• What you are asked to do:
With the line containing "pub async fn update_user_bio(&self, user_id: &str, bio: &str)" as the start and the line containing "let name = name.to_string();" as the end, transcribe that span of the entries below exactly, including both.

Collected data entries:
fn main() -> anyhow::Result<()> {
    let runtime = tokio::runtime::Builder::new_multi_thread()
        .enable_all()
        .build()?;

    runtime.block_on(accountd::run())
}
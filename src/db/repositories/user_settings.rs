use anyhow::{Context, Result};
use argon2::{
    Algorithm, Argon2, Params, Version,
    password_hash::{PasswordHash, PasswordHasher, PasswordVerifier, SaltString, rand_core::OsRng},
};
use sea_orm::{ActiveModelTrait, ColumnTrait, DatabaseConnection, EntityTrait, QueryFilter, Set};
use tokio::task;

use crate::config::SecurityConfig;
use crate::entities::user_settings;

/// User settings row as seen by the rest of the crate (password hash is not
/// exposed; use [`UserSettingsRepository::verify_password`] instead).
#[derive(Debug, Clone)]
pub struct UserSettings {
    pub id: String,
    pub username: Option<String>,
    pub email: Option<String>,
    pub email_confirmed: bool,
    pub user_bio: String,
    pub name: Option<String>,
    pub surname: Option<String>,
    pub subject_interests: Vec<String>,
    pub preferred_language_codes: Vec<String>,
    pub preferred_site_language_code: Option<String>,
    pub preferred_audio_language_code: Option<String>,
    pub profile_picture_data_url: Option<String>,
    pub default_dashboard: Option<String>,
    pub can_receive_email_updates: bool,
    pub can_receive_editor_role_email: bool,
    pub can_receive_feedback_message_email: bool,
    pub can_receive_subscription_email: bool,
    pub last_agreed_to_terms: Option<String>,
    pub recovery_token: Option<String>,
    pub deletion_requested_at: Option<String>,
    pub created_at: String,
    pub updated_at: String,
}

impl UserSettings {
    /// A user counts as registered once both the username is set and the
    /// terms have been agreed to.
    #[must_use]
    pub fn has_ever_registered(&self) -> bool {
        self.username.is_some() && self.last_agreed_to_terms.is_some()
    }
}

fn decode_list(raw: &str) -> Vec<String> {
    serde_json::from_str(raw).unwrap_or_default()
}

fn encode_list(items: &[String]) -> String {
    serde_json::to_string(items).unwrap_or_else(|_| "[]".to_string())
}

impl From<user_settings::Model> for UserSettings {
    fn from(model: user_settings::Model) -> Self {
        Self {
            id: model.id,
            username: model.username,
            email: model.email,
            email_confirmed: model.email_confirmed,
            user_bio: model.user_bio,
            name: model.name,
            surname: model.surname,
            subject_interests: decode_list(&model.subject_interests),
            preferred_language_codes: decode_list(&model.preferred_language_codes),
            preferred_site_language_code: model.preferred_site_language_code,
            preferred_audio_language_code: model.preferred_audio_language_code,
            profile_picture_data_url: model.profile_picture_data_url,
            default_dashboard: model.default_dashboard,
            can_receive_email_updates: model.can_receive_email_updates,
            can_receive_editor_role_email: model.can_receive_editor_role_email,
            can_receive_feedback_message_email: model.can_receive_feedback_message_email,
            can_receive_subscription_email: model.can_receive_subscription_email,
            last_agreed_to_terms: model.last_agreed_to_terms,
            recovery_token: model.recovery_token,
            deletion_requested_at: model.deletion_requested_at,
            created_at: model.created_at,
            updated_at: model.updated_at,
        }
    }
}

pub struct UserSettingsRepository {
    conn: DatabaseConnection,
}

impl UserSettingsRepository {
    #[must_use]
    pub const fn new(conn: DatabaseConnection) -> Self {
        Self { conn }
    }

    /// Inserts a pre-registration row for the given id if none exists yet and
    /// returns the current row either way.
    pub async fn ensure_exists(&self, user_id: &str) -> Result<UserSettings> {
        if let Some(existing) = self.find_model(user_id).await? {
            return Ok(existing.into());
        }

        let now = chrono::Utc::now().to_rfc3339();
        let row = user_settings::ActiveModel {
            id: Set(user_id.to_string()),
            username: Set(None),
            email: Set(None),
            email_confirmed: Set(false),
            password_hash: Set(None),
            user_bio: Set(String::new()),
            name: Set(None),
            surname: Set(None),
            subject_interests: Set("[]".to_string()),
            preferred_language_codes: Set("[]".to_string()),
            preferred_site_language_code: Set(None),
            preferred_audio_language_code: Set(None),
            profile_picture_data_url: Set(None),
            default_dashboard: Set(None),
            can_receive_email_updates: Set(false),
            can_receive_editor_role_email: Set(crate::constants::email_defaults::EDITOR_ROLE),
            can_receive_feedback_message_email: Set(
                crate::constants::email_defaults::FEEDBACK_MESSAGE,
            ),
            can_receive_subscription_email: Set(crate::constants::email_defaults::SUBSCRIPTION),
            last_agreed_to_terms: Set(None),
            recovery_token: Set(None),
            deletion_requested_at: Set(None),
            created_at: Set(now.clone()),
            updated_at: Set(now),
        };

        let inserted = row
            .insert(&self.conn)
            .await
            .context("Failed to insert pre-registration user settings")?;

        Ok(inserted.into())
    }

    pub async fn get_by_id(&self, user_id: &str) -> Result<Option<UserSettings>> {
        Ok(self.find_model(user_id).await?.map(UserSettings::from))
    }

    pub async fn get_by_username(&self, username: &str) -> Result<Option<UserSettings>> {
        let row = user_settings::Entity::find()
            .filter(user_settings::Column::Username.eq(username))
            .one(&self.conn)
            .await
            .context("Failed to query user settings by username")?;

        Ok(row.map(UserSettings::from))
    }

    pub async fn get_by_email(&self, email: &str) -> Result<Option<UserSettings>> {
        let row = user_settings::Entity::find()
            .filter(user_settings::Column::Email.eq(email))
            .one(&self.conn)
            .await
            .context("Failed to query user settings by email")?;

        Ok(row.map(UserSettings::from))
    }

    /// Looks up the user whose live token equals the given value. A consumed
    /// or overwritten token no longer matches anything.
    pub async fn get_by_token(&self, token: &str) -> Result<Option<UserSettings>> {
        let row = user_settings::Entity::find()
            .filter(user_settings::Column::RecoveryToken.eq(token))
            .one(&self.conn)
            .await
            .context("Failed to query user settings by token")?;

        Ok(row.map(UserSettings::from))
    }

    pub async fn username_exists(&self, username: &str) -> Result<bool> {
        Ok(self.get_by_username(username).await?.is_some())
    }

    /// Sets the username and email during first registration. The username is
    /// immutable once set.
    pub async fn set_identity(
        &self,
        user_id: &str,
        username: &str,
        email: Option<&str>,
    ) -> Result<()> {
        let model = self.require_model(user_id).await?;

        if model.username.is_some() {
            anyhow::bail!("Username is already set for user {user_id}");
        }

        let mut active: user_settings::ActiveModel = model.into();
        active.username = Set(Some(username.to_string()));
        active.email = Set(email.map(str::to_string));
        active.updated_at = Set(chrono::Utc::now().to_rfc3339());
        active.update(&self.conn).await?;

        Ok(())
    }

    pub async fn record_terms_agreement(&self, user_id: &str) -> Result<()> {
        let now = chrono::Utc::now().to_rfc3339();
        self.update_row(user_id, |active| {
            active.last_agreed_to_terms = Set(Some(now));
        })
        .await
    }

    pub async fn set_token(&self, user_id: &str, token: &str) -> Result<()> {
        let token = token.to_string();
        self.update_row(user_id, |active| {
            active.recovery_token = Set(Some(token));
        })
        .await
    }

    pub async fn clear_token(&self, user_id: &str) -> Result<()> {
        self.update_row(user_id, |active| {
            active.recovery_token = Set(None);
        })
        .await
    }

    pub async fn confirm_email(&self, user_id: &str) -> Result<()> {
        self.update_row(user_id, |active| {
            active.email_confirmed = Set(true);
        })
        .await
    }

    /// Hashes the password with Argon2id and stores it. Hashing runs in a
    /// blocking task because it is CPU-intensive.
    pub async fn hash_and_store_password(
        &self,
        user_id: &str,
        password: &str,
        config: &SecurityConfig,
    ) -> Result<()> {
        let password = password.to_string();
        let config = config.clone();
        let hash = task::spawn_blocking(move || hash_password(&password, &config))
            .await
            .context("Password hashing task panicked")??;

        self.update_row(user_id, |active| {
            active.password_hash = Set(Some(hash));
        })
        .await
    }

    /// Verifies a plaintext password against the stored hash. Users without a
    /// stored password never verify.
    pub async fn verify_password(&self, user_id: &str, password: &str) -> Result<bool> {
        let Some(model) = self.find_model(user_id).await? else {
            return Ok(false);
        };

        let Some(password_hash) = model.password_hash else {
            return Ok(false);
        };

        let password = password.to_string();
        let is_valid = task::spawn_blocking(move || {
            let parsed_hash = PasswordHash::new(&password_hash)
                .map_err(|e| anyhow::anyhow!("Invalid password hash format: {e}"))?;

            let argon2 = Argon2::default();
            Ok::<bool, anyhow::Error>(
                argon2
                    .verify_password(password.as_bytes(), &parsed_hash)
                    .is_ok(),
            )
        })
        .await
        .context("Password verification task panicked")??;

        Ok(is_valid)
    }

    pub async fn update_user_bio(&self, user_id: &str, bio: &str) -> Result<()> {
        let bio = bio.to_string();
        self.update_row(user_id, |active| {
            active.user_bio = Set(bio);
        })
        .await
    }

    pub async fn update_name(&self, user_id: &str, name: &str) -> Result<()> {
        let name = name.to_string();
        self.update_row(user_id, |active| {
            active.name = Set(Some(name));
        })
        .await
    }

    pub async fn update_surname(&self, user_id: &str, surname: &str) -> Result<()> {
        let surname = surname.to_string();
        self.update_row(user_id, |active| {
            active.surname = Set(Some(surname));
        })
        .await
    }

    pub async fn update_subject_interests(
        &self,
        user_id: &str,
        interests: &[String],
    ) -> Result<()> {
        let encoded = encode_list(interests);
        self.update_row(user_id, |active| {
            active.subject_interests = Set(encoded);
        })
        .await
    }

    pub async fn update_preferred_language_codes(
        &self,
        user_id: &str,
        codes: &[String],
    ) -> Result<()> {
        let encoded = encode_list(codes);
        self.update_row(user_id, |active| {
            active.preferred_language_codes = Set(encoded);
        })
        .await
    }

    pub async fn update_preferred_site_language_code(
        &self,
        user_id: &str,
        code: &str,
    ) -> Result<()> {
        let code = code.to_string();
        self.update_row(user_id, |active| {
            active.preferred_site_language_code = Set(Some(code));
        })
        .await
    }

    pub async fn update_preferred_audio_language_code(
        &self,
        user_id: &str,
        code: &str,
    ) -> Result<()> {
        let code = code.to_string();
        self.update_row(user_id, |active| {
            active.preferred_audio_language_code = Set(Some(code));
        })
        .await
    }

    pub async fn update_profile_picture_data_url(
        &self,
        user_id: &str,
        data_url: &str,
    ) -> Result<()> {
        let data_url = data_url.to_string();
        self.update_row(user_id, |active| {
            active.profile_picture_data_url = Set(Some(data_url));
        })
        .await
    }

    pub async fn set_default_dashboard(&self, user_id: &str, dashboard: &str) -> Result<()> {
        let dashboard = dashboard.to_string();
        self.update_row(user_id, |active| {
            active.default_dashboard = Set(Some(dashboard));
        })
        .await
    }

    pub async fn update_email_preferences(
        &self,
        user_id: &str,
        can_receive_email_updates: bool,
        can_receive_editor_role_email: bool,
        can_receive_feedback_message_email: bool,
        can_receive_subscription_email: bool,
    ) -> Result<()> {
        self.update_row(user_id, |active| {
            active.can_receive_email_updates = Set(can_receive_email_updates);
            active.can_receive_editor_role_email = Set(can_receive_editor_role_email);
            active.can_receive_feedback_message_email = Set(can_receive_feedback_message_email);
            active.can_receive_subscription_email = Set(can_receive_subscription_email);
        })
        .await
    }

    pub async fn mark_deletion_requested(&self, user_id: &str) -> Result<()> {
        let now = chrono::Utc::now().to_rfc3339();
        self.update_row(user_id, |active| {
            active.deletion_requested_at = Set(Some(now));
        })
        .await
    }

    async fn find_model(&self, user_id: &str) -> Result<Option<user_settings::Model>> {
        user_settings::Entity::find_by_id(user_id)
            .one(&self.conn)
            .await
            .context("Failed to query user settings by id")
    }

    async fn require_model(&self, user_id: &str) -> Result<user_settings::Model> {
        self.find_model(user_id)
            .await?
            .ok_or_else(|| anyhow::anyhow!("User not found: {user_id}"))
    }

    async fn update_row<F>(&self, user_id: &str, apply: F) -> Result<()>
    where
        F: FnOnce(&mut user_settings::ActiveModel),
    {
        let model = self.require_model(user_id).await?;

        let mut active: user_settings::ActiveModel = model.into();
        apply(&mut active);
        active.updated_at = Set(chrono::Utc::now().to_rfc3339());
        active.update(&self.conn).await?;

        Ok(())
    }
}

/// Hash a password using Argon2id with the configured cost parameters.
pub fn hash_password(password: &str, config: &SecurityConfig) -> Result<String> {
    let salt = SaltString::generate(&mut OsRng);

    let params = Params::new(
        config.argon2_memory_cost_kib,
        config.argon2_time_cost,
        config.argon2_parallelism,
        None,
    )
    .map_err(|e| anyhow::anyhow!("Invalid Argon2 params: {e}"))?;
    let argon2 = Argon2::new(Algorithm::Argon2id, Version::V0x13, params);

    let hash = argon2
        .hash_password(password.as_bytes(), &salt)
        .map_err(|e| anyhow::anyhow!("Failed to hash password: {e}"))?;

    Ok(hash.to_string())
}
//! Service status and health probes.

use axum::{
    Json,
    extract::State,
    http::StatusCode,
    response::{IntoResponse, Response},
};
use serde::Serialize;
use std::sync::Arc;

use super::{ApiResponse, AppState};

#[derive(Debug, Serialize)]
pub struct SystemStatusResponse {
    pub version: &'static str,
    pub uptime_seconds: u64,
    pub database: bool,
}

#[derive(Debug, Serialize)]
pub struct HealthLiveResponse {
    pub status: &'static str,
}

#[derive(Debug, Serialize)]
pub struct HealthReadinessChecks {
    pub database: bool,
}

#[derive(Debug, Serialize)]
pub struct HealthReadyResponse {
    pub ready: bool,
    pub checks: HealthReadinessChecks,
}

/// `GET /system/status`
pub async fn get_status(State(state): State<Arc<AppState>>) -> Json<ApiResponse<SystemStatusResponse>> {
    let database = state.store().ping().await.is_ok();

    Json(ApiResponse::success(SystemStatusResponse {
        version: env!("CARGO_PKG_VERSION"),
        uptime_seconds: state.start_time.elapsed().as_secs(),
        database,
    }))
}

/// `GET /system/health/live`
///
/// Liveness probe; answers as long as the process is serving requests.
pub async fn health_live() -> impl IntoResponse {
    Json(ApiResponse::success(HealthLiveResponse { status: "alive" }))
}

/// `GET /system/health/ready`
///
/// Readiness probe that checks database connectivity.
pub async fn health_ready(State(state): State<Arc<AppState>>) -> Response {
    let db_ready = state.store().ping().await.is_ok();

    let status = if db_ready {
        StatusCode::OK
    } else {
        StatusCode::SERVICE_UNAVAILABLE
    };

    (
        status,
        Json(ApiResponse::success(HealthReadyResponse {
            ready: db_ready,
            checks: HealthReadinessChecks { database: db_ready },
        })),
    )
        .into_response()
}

• Solution for this task:
    pub async fn update_user_bio(&self, user_id: &str, bio: &str) -> Result<()> {
        let bio = bio.to_string();
        self.update_row(user_id, |active| {
            active.user_bio = Set(bio);
        })
        .await
    }

    pub async fn update_name(&self, user_id: &str, name: &str) -> Result<()> {
        let name = name.to_string();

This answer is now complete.